It seems we cannot win. A constant velocity filter cannot react quickly when the target is accelerating, but a constant acceleration filter misinterprets noise during zero acceleration regimes as legitimate acceleration.
Yet there is an important insight here that will lead us to a solution. When the target is not manuevering (the acceleration is zero) the constant velocity filter performs optimally. When the target is manuevering the constant acceleration filter performs well, as does the constant velocity filter with an artificially large process noise $\mathbf{Q}$. If we make a filter that adapts itself to the behavior of the tracked object we could have the best of both worlds.
Before we discuss how to create an adaptive filter we have to ask how do we detect a manuever? We cannot reasonably adapt a filter to respond to manuevers if we do not know when a manuever is happening.
We have been defining manuever as the time when the tracked object is accelerating, but in general we can say that the object is manuevering with respect to the Kalman filter if its behavior is different than the process model being used by the filter.
What is the mathematical consequence of a manuevering object for the filter? The object will be behaving differently than predicted by the filter, so the residual will be large. Recall that the residual is the difference between the current prediction of the filter and the measurement.
from mkf_internal import show_residual_chart
show_residual_chart()
To confirm this, let's plot the residual for the filter during the manuever. I will reduce the amount of noise in the data to make it easier to see the residual.

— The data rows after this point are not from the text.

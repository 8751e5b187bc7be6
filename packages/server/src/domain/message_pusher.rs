//! メッセージ送信（通知）の trait 定義
//!
//! ## 概要
//!
//! UseCase 層はこの trait を通してクライアントへメッセージを送ります。
//! 各接続の送信キューは容量付きで、送信は決してブロックしません。
//! キューが満杯、または閉じている接続への送信は失敗として報告されます。

use async_trait::async_trait;
use tokio::sync::mpsc;

use super::{ConnectionId, MessagePushError};

/// 接続ごとの送信キュー（シリアライズ済みの JSON 文字列）
pub type PusherChannel = mpsc::Sender<String>;

/// MessagePusher trait
#[cfg_attr(test, mockall::automock)]
#[async_trait]
pub trait MessagePusher: Send + Sync {
    /// 接続の送信キューを登録
    async fn register_client(&self, connection_id: ConnectionId, sender: PusherChannel);

    /// 接続の送信キューを登録解除
    ///
    /// 送信キューが破棄されるため、対応する接続の送信タスクは終了し、接続は閉じられる。
    async fn unregister_client(&self, connection_id: &ConnectionId);

    /// 特定の接続へ送信
    async fn push_to(
        &self,
        connection_id: &ConnectionId,
        content: &str,
    ) -> Result<(), MessagePushError>;

    /// 複数の接続へ同じ内容を送信
    ///
    /// 一部の送信失敗で中断せず、送信できなかった接続の一覧を返す。
    async fn broadcast(&self, targets: Vec<ConnectionId>, content: &str) -> Vec<ConnectionId>;
}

pos2, zs2 = generate_data(120, noise_factor=0.2)
xs2 = pos2[:,0]
z_xs2 = zs2[:,0]
# reinitialize filter
initialize_filter(cvfilter)
cvfilter.Q = Q_discrete_white_noise(dim=2, dt=dt, var=0.02)
xs = []
res = []
for z in z_xs2:
cvfilter.predict()
cvfilter.update([z])
xs.append(cvfilter.x[0])
res.append(cvfilter.y[0])
xs = np.asarray(xs)
plt.subplot(121)
bp.plot_measurements(t, z_xs2, label='z')
bp.plot_filter(t, xs)
plt.legend(loc=2)
plt.xlabel('time (sec)')
plt.ylabel('X')
plt.title('estimates vs measurements')
plt.subplot(122)
# plot twice so it has the same color as the plot to the left!
plt.plot(t, res)
plt.plot(t, res)
plt.xlabel('time (sec)')
plt.ylabel('residual')
plt.title('residuals')
plt.show()
On the left I have plotted the noisy measurements (not the track!) against the Kalman filter output. On the right I display the residuals computed by the filter - the difference between the measurement and the predictions made by the Kalman filter. Let me emphasize this to make this clear. The plot on the right is not merely the difference between the two lines in the left plot. The left plot shows the difference between the measurements and the final Kalman filter output, whereas the right plot shows us the difference between the plot and the predictions of the process model.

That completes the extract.